The reason IBM wants all that infrastructure still isn’t clear to everyone, but Koehler tried to put it in context. “As we capture lightning strikes and sensor data from connected cars, trains and stoplights, that gives us insight into what’s going on around us,” he said. “That can give you insights that change your business.” Koehler also explained the reasoning for the deal in an interview on SiliconANGLE’s theCUBE a day earlier (see video below)

APIs will be the way IBM exposes new functionality and will become the thread with which users stitch together cloud services, said Marie Wieck (above), general manager of cloud integration at IBM. Products like IBM’s new API Connect make it easier for developers to create, manage and secure APIs. Expect similar functionality for IBM Websphere and z-Series mainframes, with Bluemix tying it all together for developers.

IoT-ready

IBM also used Day Two to highlight two areas in which conventional wisdom says it’s not a leader: Internet of Things (IoT) and security. In both areas, the conventional wisdom is wrong, executives said.

IBM is already working with 4,000 clients on paid IoT engagements, said Harriet Green, general manager of the Watson Internet of Things Commerce and Education organization. “We have more than 750 IoT patents, which is three times as many as any other country,” she said.

Watson can be applied to the 90 percent of sensor data that is generated at the edge of networks but never used, two-thirds of which data loses its value in less than a second.

The application of this technology to making buildings more energy-efficient is clear, but Green said there are other uses in areas like preventive maintenance, where split-second decision-making can identify failing equipment so it can be replaced without downtime.

Kone Corp. is using Watson to better understand how people move through urban areas, said Larry Wash, an executive vice president at the maker of elevators, escalators and other people-moving devices. In the near future, elevators will be summoned when people swipe identity badges at the security desk and will deposit riders at destinations derived from their smartphone calendars without prompting, he said.

That’s assuming hackers don’t mess with the works. IBM wrapped up the session with a demonstration of the firepower it’s bringing to the battle against cybercrime, a market in which it claims to already be the largest enterprise vendor.

IBM now employs 7,300 people in its security division and has added 1,000  in the last year alone, said Caleb Barlow, vice president of marketing and strategy for IBM Security.
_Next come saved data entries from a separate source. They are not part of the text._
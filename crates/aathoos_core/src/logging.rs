//! Rolling file logging for the core library.
//!
//! # Responsibility
//! - Start the `flexi_logger` backend behind the `log` facade once per process.
//! - Record panics as single sanitized log lines before the host sees them.
//!
//! # Invariants
//! - Repeating init with the same level and directory is a no-op.
//! - A different level or directory after the first init is an error.
//! - Init reports failures as messages and never panics.
//! - Log lines carry ids and counts only, never record text.

use flexi_logger::{Cleanup, Criterion, FileSpec, Logger, LoggerHandle, Naming, WriteMode};
use log::{error, info};
use once_cell::sync::OnceCell;
use std::fmt::{Display, Formatter};
use std::path::{Path, PathBuf};
use std::str::FromStr;
use std::sync::Once;

const LOG_FILE_BASENAME: &str = "aathoos";
const ROTATE_AT_BYTES: u64 = 10 * 1024 * 1024;
const KEEP_ROTATED_FILES: usize = 5;
const PANIC_MESSAGE_LIMIT: usize = 160;

static ACTIVE_LOGGER: OnceCell<ActiveLogger> = OnceCell::new();
static PANIC_HOOK: Once = Once::new();

/// Verbosity accepted by `init_logging`.
#[derive(Debug, Clone, Copy, PartialEq, Eq)]
pub enum LogLevel {
    Trace,
    Debug,
    Info,
    Warn,
    Error,
}

impl LogLevel {
    pub fn as_str(self) -> &'static str {
        match self {
            Self::Trace => "trace",
            Self::Debug => "debug",
            Self::Info => "info",
            Self::Warn => "warn",
            Self::Error => "error",
        }
    }
}

impl Display for LogLevel {
    fn fmt(&self, f: &mut Formatter<'_>) -> std::fmt::Result {
        f.write_str(self.as_str())
    }
}

impl FromStr for LogLevel {
    type Err = String;

    /// Case-insensitive; `warning` is accepted as `warn`.
    fn from_str(value: &str) -> Result<Self, Self::Err> {
        let lowered = value.trim().to_ascii_lowercase();
        let level = match lowered.as_str() {
            "trace" => Self::Trace,
            "debug" => Self::Debug,
            "info" => Self::Info,
            "warn" | "warning" => Self::Warn,
            "error" => Self::Error,
            _ => {
                return Err(format!(
                    "unsupported log level `{lowered}`; expected one of trace, debug, info, warn, error"
                ))
            }
        };
        Ok(level)
    }
}

struct ActiveLogger {
    level: LogLevel,
    log_dir: PathBuf,
    _handle: LoggerHandle,
}

/// Starts logging at `level` into the absolute directory `log_dir`.
///
/// Safe to call repeatedly with the same arguments. Returns a human-readable
/// message when an argument is invalid, conflicts with the active logger, or
/// the backend fails to start.
pub fn init_logging(level: &str, log_dir: &str) -> Result<(), String> {
    let level: LogLevel = level.parse()?;
    let log_dir = absolute_log_dir(log_dir)?;

    let active = ACTIVE_LOGGER.get_or_try_init(|| start_backend(level, &log_dir))?;
    if active.log_dir != log_dir {
        return Err(format!(
            "logging already writes to `{}`; cannot move it to `{}`",
            active.log_dir.display(),
            log_dir.display()
        ));
    }
    if active.level != level {
        return Err(format!(
            "logging already runs at `{}`; cannot change it to `{level}`",
            active.level
        ));
    }
    Ok(())
}

/// Active `(level, log_dir)`, or `None` before the first successful init.
pub fn logging_status() -> Option<(LogLevel, PathBuf)> {
    ACTIVE_LOGGER
        .get()
        .map(|active| (active.level, active.log_dir.clone()))
}

/// Level hosts should pass when they have no preference.
pub fn default_log_level() -> LogLevel {
    if cfg!(debug_assertions) {
        LogLevel::Debug
    } else {
        LogLevel::Info
    }
}

fn absolute_log_dir(raw: &str) -> Result<PathBuf, String> {
    let raw = raw.trim();
    if raw.is_empty() {
        return Err("log_dir must not be empty".to_string());
    }
    let dir = PathBuf::from(raw);
    if dir.is_relative() {
        return Err(format!("log_dir `{raw}` is not an absolute path"));
    }
    Ok(dir)
}

fn start_backend(level: LogLevel, log_dir: &Path) -> Result<ActiveLogger, String> {
    std::fs::create_dir_all(log_dir)
        .map_err(|err| format!("cannot create log_dir `{}`: {err}", log_dir.display()))?;

    let handle = Logger::try_with_str(level.as_str())
        .map_err(|err| format!("cannot configure level `{level}`: {err}"))?
        .log_to_file(
            FileSpec::default()
                .directory(log_dir)
                .basename(LOG_FILE_BASENAME),
        )
        .rotate(
            Criterion::Size(ROTATE_AT_BYTES),
            Naming::Numbers,
            Cleanup::KeepLogFiles(KEEP_ROTATED_FILES),
        )
        .write_mode(WriteMode::BufferAndFlush)
        .append()
        .format_for_files(flexi_logger::detailed_format)
        .start()
        .map_err(|err| format!("cannot start logger: {err}"))?;

    PANIC_HOOK.call_once(install_panic_hook);

    info!(
        "event=core_init module=core status=ok platform={} version={} level={level} log_dir={}",
        std::env::consts::OS,
        env!("CARGO_PKG_VERSION"),
        log_dir.display()
    );

    Ok(ActiveLogger {
        level,
        log_dir: log_dir.to_path_buf(),
        _handle: handle,
    })
}

fn install_panic_hook() {
    let chained = std::panic::take_hook();
    std::panic::set_hook(Box::new(move |info| {
        let location = info
            .location()
            .map_or_else(|| "unknown".to_string(), |loc| format!("{}:{}", loc.file(), loc.line()));
        let payload = info
            .payload()
            .downcast_ref::<&str>()
            .copied()
            .or_else(|| info.payload().downcast_ref::<String>().map(String::as_str))
            .unwrap_or("non-string panic payload");
        // Payload may echo record text.
        error!(
            "event=panic_captured module=core status=error location={location} payload={}",
            single_line(payload, PANIC_MESSAGE_LIMIT)
        );
        chained(info);
    }));
}

/// Flattens line breaks to spaces and caps the result at `limit` chars.
fn single_line(text: &str, limit: usize) -> String {
    let flat: String = text
        .chars()
        .map(|ch| if matches!(ch, '\n' | '\r') { ' ' } else { ch })
        .collect();
    match flat.char_indices().nth(limit) {
        Some((cut, _)) => format!("{}...", &flat[..cut]),
        None => flat,
    }
}
//! Connection lifecycle - owns the transport and decides live vs demo.
use std::time::{Duration, Instant};

use log::{debug, info, warn};

use crate::error::LinkError;

pub mod protocol;
pub mod transport;

use protocol::{ClientMessage, DeviceMessage};
use transport::{Frame, Transport, TransportEvent};

/// Fixed delay before each reconnect attempt. The attempt counter is
/// small and bounded, so no backoff curve.
const RECONNECT_DELAY: Duration = Duration::from_secs(2);

/// Reconnect attempts before committing to demo mode.
pub const MAX_RECONNECT_ATTEMPTS: u32 = 3;

/// Connectivity of the device link.
#[derive(Debug, Clone, Copy, PartialEq, Eq)]
pub enum LinkState {
    Connecting,
    Live,
    ReconnectWait { attempt: u32 },
    Demo,
}

/// What the link surfaced during a poll.
#[derive(Debug, Clone, PartialEq)]
pub enum LinkEvent {
    StateChanged(LinkState),
    Message(DeviceMessage),
    /// A frame arrived on the bulk binary channel. Payload parsing is
    /// not wired up; only the byte count is reported.
    Binary(usize),
}

/// Drives the `Connecting -> Live -> ReconnectWait -> Demo` machine.
///
/// Once the attempt budget is spent the link commits to demo and stops
/// retrying; only an explicit [`reconnect`](Self::reconnect) leaves demo
/// again. While in `ReconnectWait` exactly one deadline is armed, and
/// entering `Demo` clears it.
pub struct ConnectionManager {
    transport: Box<dyn Transport>,
    state: LinkState,
    attempts: u32,
    retry_at: Option<Instant>,
    reconnect_delay: Duration,
    pending: Vec<LinkEvent>,
}

impl ConnectionManager {
    /// Take ownership of the transport and start the first connection
    /// attempt.
    pub fn new(transport: Box<dyn Transport>) -> Self {
        let mut manager = Self {
            transport,
            state: LinkState::Connecting,
            attempts: 0,
            retry_at: None,
            reconnect_delay: RECONNECT_DELAY,
            pending: Vec::new(),
        };
        manager.transport.open();
        manager
    }

    pub fn state(&self) -> LinkState {
        self.state
    }

    /// Send a protocol message if the link is live. Returns whether the
    /// message went out.
    pub fn send(&mut self, message: &ClientMessage) -> bool {
        if self.state != LinkState::Live {
            return false;
        }
        let payload = match protocol::encode(message) {
            Ok(payload) => payload,
            Err(e) => {
                warn!("failed to encode outbound message: {e}");
                return false;
            }
        };
        match self.transport.send(Frame::Text(payload)) {
            Ok(()) => true,
            Err(e) => {
                warn!("send failed: {e}");
                false
            }
        }
    }

    /// Ask the device for all saved preset slots.
    pub fn request_presets(&mut self) -> bool {
        self.send(&ClientMessage::GetPresetsAll)
    }

    /// Leave demo mode and dial again with a fresh attempt budget.
    pub fn reconnect(&mut self) {
        if self.state != LinkState::Demo {
            return;
        }
        self.attempts = 0;
        self.set_state(LinkState::Connecting);
        self.transport.open();
    }

    /// Release the transport and cancel any pending reconnect. Part of
    /// session teardown.
    pub fn close(&mut self) {
        self.retry_at = None;
        self.transport.close();
    }

    /// Drain everything the link produced since the last poll.
    pub fn poll(&mut self) -> Vec<LinkEvent> {
        if let Some(at) = self.retry_at {
            if Instant::now() >= at {
                self.retry_at = None;
                self.set_state(LinkState::Connecting);
                self.transport.open();
            }
        }

        for event in self.transport.poll() {
            match event {
                TransportEvent::Opened => {
                    info!("device link established");
                    self.attempts = 0;
                    self.set_state(LinkState::Live);
                    self.send(&ClientMessage::SocketReadySendDefaultPattern);
                    self.send(&ClientMessage::GetActions);
                }
                TransportEvent::Frame(Frame::Text(text)) => match protocol::decode(&text) {
                    Ok(message) => self.pending.push(LinkEvent::Message(message)),
                    Err(e) => warn!("dropping inbound message: {e}"),
                },
                TransportEvent::Frame(Frame::Binary(bytes)) => {
                    debug!("binary frame received: {} bytes", bytes.len());
                    self.pending.push(LinkEvent::Binary(bytes.len()));
                }
                TransportEvent::Closed(reason) => self.handle_closed(&reason),
            }
        }

        std::mem::take(&mut self.pending)
    }

    fn handle_closed(&mut self, reason: &str) {
        if self.state == LinkState::Demo {
            // stale teardown after the link already committed to demo
            return;
        }

        if self.attempts < MAX_RECONNECT_ATTEMPTS {
            self.attempts += 1;
            info!(
                "device link lost ({reason}), retry {}/{} in {:?}",
                self.attempts, MAX_RECONNECT_ATTEMPTS, self.reconnect_delay
            );
            self.retry_at = Some(Instant::now() + self.reconnect_delay);
            self.set_state(LinkState::ReconnectWait {
                attempt: self.attempts,
            });
        } else {
            warn!("{}", LinkError::ReconnectExhausted(self.attempts));
            self.retry_at = None;
            self.transport.close();
            self.set_state(LinkState::Demo);
        }
    }

    fn set_state(&mut self, state: LinkState) {
        if self.state != state {
            self.state = state;
            self.pending.push(LinkEvent::StateChanged(state));
        }
    }

    #[cfg(test)]
    pub(crate) fn set_reconnect_delay(&mut self, delay: Duration) {
        self.reconnect_delay = delay;
    }
}
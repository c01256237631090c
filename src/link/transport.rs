//! Device transport - a message-oriented duplex frame channel and its
//! TCP implementation.
//!
//! Frames are either text (JSON protocol messages) or binary (reserved
//! for bulk pattern transfer). On the wire each frame carries a small
//! header; only this framing is contractual for the binary channel, the
//! payload format stays opaque to the core.
use std::io::{self, Read, Write};
use std::net::{Shutdown, TcpStream};
use std::sync::atomic::{AtomicU64, Ordering};
use std::sync::mpsc::{channel, Receiver, Sender, TryRecvError};
use std::sync::Arc;
use std::thread;

use log::debug;

use crate::error::LinkError;

/// Device port, fixed by the firmware.
pub const DEVICE_PORT: u16 = 81;

/// Frame kind tags on the wire.
const FRAME_TEXT: u8 = 0;
const FRAME_BINARY: u8 = 1;

/// Header: kind (1) + payload length (4, big-endian).
const FRAME_HEADER_SIZE: usize = 5;

/// Frames above this size indicate a corrupt stream.
const MAX_FRAME_LEN: usize = 1 << 20;

#[derive(Debug, Clone, PartialEq, Eq)]
pub enum Frame {
    Text(String),
    Binary(Vec<u8>),
}

#[derive(Debug, Clone, PartialEq, Eq)]
pub enum TransportEvent {
    Opened,
    Frame(Frame),
    Closed(String),
}

/// A duplex message channel to one device.
///
/// `poll` never blocks: connection attempts and reads run on background
/// threads and surface as events. A failed `open` reports `Closed`
/// through `poll` like any other teardown.
pub trait Transport {
    fn open(&mut self);
    fn send(&mut self, frame: Frame) -> Result<(), LinkError>;
    fn poll(&mut self) -> Vec<TransportEvent>;
    fn close(&mut self);
}

/// TCP transport to `host:81`.
///
/// `open` dials on a one-shot thread; once connected, a reader thread
/// feeds decoded frames into the event channel. The epoch counter ties
/// the reader to the connection that spawned it, so a torn-down
/// connection can never post stale events.
pub struct TcpTransport {
    host: String,
    events_tx: Sender<TransportEvent>,
    events_rx: Receiver<TransportEvent>,
    epoch: Arc<AtomicU64>,
    stream: Option<TcpStream>,
    dial_rx: Option<Receiver<io::Result<TcpStream>>>,
}

impl TcpTransport {
    pub fn new(host: &str) -> Self {
        let (events_tx, events_rx) = channel();

        Self {
            host: host.to_string(),
            events_tx,
            events_rx,
            epoch: Arc::new(AtomicU64::new(0)),
            stream: None,
            dial_rx: None,
        }
    }

    fn attach(&mut self, stream: TcpStream, events: &mut Vec<TransportEvent>) {
        let reader = match stream.try_clone() {
            Ok(reader) => reader,
            Err(e) => {
                events.push(TransportEvent::Closed(e.to_string()));
                return;
            }
        };
        self.stream = Some(stream);
        events.push(TransportEvent::Opened);

        let tx = self.events_tx.clone();
        let epoch = Arc::clone(&self.epoch);
        let born = epoch.load(Ordering::SeqCst);

        thread::spawn(move || {
            let mut reader = reader;
            loop {
                let result = read_frame(&mut reader);
                if epoch.load(Ordering::SeqCst) != born {
                    return;
                }
                match result {
                    Ok(frame) => {
                        if tx.send(TransportEvent::Frame(frame)).is_err() {
                            return;
                        }
                    }
                    Err(e) => {
                        let _ = tx.send(TransportEvent::Closed(e.to_string()));
                        return;
                    }
                }
            }
        });
    }

    fn teardown(&mut self) {
        self.epoch.fetch_add(1, Ordering::SeqCst);
        if let Some(stream) = self.stream.take() {
            let _ = stream.shutdown(Shutdown::Both);
        }
        self.dial_rx = None;
    }
}

impl Transport for TcpTransport {
    fn open(&mut self) {
        self.teardown();
        let addr = format!("{}:{}", self.host, DEVICE_PORT);
        debug!("dialing {addr}");

        let (tx, rx) = channel();
        thread::spawn(move || {
            let _ = tx.send(TcpStream::connect(addr));
        });
        self.dial_rx = Some(rx);
    }

    fn send(&mut self, frame: Frame) -> Result<(), LinkError> {
        let stream = self
            .stream
            .as_mut()
            .ok_or_else(|| LinkError::TransportUnavailable("not connected".to_string()))?;
        write_frame(stream, &frame).map_err(|e| LinkError::TransportUnavailable(e.to_string()))
    }

    fn poll(&mut self) -> Vec<TransportEvent> {
        let mut events = Vec::new();

        if let Some(rx) = &self.dial_rx {
            match rx.try_recv() {
                Ok(Ok(stream)) => {
                    self.dial_rx = None;
                    self.attach(stream, &mut events);
                }
                Ok(Err(e)) => {
                    self.dial_rx = None;
                    events.push(TransportEvent::Closed(e.to_string()));
                }
                Err(TryRecvError::Empty) => {}
                Err(TryRecvError::Disconnected) => {
                    self.dial_rx = None;
                    events.push(TransportEvent::Closed("dial thread died".to_string()));
                }
            }
        }

        while let Ok(event) = self.events_rx.try_recv() {
            events.push(event);
        }
        events
    }

    fn close(&mut self) {
        self.teardown();
    }
}

impl Drop for TcpTransport {
    fn drop(&mut self) {
        self.teardown();
    }
}

fn read_frame<R: Read>(reader: &mut R) -> io::Result<Frame> {
    let mut header = [0u8; FRAME_HEADER_SIZE];
    reader.read_exact(&mut header)?;
    let kind = header[0];
    let len = u32::from_be_bytes([header[1], header[2], header[3], header[4]]) as usize;

    if len > MAX_FRAME_LEN {
        return Err(io::Error::new(
            io::ErrorKind::InvalidData,
            format!("frame of {len} bytes exceeds limit"),
        ));
    }

    let mut payload = vec![0u8; len];
    reader.read_exact(&mut payload)?;

    match kind {
        FRAME_TEXT => {
            let text = String::from_utf8(payload)
                .map_err(|e| io::Error::new(io::ErrorKind::InvalidData, e))?;
            Ok(Frame::Text(text))
        }
        FRAME_BINARY => Ok(Frame::Binary(payload)),
        other => Err(io::Error::new(
            io::ErrorKind::InvalidData,
            format!("unknown frame kind {other}"),
        )),
    }
}

fn write_frame<W: Write>(writer: &mut W, frame: &Frame) -> io::Result<()> {
    let (kind, payload) = match frame {
        Frame::Text(text) => (FRAME_TEXT, text.as_bytes()),
        Frame::Binary(bytes) => (FRAME_BINARY, bytes.as_slice()),
    };
    writer.write_all(&[kind])?;
    writer.write_all(&(payload.len() as u32).to_be_bytes())?;
    writer.write_all(payload)?;
    writer.flush()
}

/// Scripted in-memory transport for driving the connection state machine
/// in tests.
#[cfg(test)]
pub(crate) mod testing {
    use std::collections::VecDeque;
    use std::sync::{Arc, Mutex};

    use super::{Frame, Transport, TransportEvent};
    use crate::error::LinkError;

    #[derive(Default)]
    struct Script {
        open_outcomes: VecDeque<Result<(), String>>,
        pending: VecDeque<TransportEvent>,
        sent: Vec<Frame>,
        open_calls: u32,
        connected: bool,
    }

    pub struct ScriptedTransport {
        script: Arc<Mutex<Script>>,
    }

    #[derive(Clone)]
    pub struct ScriptHandle {
        script: Arc<Mutex<Script>>,
    }

    impl ScriptedTransport {
        pub fn pair() -> (Self, ScriptHandle) {
            let script = Arc::new(Mutex::new(Script::default()));
            (
                Self {
                    script: Arc::clone(&script),
                },
                ScriptHandle { script },
            )
        }
    }

    impl Transport for ScriptedTransport {
        fn open(&mut self) {
            let mut script = self.script.lock().unwrap();
            script.open_calls += 1;
            match script.open_outcomes.pop_front() {
                Some(Ok(())) => {
                    script.connected = true;
                    script.pending.push_back(TransportEvent::Opened);
                }
                Some(Err(reason)) => script.pending.push_back(TransportEvent::Closed(reason)),
                None => script
                    .pending
                    .push_back(TransportEvent::Closed("unscripted open".to_string())),
            }
        }

        fn send(&mut self, frame: Frame) -> Result<(), LinkError> {
            let mut script = self.script.lock().unwrap();
            if !script.connected {
                return Err(LinkError::TransportUnavailable("not connected".to_string()));
            }
            script.sent.push(frame);
            Ok(())
        }

        fn poll(&mut self) -> Vec<TransportEvent> {
            self.script.lock().unwrap().pending.drain(..).collect()
        }

        fn close(&mut self) {
            self.script.lock().unwrap().connected = false;
        }
    }

    impl ScriptHandle {
        pub fn accept_next_open(&self) {
            self.script
                .lock()
                .unwrap()
                .open_outcomes
                .push_back(Ok(()));
        }

        pub fn refuse_opens(&self, count: u32) {
            let mut script = self.script.lock().unwrap();
            for _ in 0..count {
                script
                    .open_outcomes
                    .push_back(Err("connection refused".to_string()));
            }
        }

        pub fn push_text(&self, payload: &str) {
            self.script
                .lock()
                .unwrap()
                .pending
                .push_back(TransportEvent::Frame(Frame::Text(payload.to_string())));
        }

        pub fn push_binary(&self, bytes: Vec<u8>) {
            self.script
                .lock()
                .unwrap()
                .pending
                .push_back(TransportEvent::Frame(Frame::Binary(bytes)));
        }

        pub fn push_closed(&self, reason: &str) {
            let mut script = self.script.lock().unwrap();
            script.connected = false;
            script
                .pending
                .push_back(TransportEvent::Closed(reason.to_string()));
        }

        pub fn open_calls(&self) -> u32 {
            self.script.lock().unwrap().open_calls
        }

        pub fn sent_texts(&self) -> Vec<String> {
            self.script
                .lock()
                .unwrap()
                .sent
                .iter()
                .filter_map(|frame| match frame {
                    Frame::Text(text) => Some(text.clone()),
                    Frame::Binary(_) => None,
                })
                .collect()
        }

        pub fn clear_sent(&self) {
            self.script.lock().unwrap().sent.clear();
        }
    }
}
Two years ago the company made more than 700 terabytes of its own security data publicly available, and it intends to apply analytics to the discipline using – you guessed it – Watson.

“We’re beginning to use cognitive computing to power security systems that can understand, reason and solve security challenges in new ways,” Barlow said. And none too soon. According to IBM, more than one billion records are stolen every year, and medical record fraud grew 11,000 percent last year alone. Organized computer crime “is now one of the world’s largest economies with $445 billion in annual illegal profits,” Barlow said.